— DATA TO PROCESS —
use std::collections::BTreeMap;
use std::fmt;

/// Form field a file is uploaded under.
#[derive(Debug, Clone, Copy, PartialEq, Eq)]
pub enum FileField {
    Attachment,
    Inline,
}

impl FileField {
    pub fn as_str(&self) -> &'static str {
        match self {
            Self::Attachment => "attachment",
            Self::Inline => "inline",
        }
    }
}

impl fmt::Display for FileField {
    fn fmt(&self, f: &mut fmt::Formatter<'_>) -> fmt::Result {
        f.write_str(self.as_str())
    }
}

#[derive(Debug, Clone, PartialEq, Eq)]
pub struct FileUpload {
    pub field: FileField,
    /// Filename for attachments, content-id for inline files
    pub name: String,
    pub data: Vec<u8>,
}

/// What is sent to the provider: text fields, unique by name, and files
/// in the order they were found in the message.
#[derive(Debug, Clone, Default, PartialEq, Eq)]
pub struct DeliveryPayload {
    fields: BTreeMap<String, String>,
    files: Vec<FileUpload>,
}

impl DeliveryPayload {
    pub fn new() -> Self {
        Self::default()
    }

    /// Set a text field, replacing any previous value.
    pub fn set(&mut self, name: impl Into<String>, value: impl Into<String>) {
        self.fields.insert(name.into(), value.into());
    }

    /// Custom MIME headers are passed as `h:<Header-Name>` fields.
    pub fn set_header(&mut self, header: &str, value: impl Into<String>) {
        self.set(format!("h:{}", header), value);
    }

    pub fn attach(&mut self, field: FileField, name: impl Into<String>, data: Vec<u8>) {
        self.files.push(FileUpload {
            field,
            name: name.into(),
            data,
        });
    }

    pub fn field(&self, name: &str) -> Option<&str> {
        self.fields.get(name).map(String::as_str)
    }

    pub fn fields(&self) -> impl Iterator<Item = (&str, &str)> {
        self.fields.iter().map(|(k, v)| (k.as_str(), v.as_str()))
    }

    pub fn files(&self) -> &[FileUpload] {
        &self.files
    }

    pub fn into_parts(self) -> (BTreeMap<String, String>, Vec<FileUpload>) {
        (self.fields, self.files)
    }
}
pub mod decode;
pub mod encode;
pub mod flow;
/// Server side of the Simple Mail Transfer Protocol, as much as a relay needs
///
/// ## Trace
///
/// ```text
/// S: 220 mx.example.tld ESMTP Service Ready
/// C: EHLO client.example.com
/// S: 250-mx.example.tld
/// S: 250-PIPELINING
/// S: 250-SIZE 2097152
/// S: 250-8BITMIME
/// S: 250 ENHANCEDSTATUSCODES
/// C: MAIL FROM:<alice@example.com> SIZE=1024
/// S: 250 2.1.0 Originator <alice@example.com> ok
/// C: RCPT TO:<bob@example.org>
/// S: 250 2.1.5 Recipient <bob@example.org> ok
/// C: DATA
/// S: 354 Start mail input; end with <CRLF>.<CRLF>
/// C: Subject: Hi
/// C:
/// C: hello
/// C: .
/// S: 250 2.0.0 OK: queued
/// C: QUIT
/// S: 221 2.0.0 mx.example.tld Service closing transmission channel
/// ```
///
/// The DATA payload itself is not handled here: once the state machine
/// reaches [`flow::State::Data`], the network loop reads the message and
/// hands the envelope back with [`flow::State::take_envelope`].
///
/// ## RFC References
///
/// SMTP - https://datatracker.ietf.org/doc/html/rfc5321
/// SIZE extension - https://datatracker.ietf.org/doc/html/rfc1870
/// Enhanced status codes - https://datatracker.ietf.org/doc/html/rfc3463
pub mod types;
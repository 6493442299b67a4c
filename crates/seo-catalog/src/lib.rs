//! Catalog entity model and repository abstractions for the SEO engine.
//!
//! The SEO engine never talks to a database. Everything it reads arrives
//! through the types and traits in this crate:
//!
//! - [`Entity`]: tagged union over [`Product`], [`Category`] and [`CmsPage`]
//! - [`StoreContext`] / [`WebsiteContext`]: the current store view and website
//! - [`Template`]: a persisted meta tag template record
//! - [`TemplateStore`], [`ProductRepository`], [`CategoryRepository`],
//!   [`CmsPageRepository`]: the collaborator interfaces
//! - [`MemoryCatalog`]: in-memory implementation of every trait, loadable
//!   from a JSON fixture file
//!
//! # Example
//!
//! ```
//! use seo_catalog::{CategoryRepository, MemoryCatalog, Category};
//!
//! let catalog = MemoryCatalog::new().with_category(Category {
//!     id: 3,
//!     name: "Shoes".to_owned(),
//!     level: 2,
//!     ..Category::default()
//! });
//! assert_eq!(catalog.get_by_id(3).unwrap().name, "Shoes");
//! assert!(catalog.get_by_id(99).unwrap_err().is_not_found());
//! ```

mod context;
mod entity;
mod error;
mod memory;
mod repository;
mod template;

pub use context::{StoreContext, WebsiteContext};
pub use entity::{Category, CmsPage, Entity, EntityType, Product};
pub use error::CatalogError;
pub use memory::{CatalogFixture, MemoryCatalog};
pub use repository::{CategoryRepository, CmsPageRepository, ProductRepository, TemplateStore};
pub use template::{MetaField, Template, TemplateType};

— DIRECTIONS —
Reproduce every line from the preceding data in which the word "Clone" can be found.

— EXERCISE RESULT —
#[derive(Debug, Clone, Copy, PartialEq, Eq)]
#[derive(Debug, Clone, PartialEq, Eq)]
#[derive(Debug, Clone, Default, PartialEq, Eq)]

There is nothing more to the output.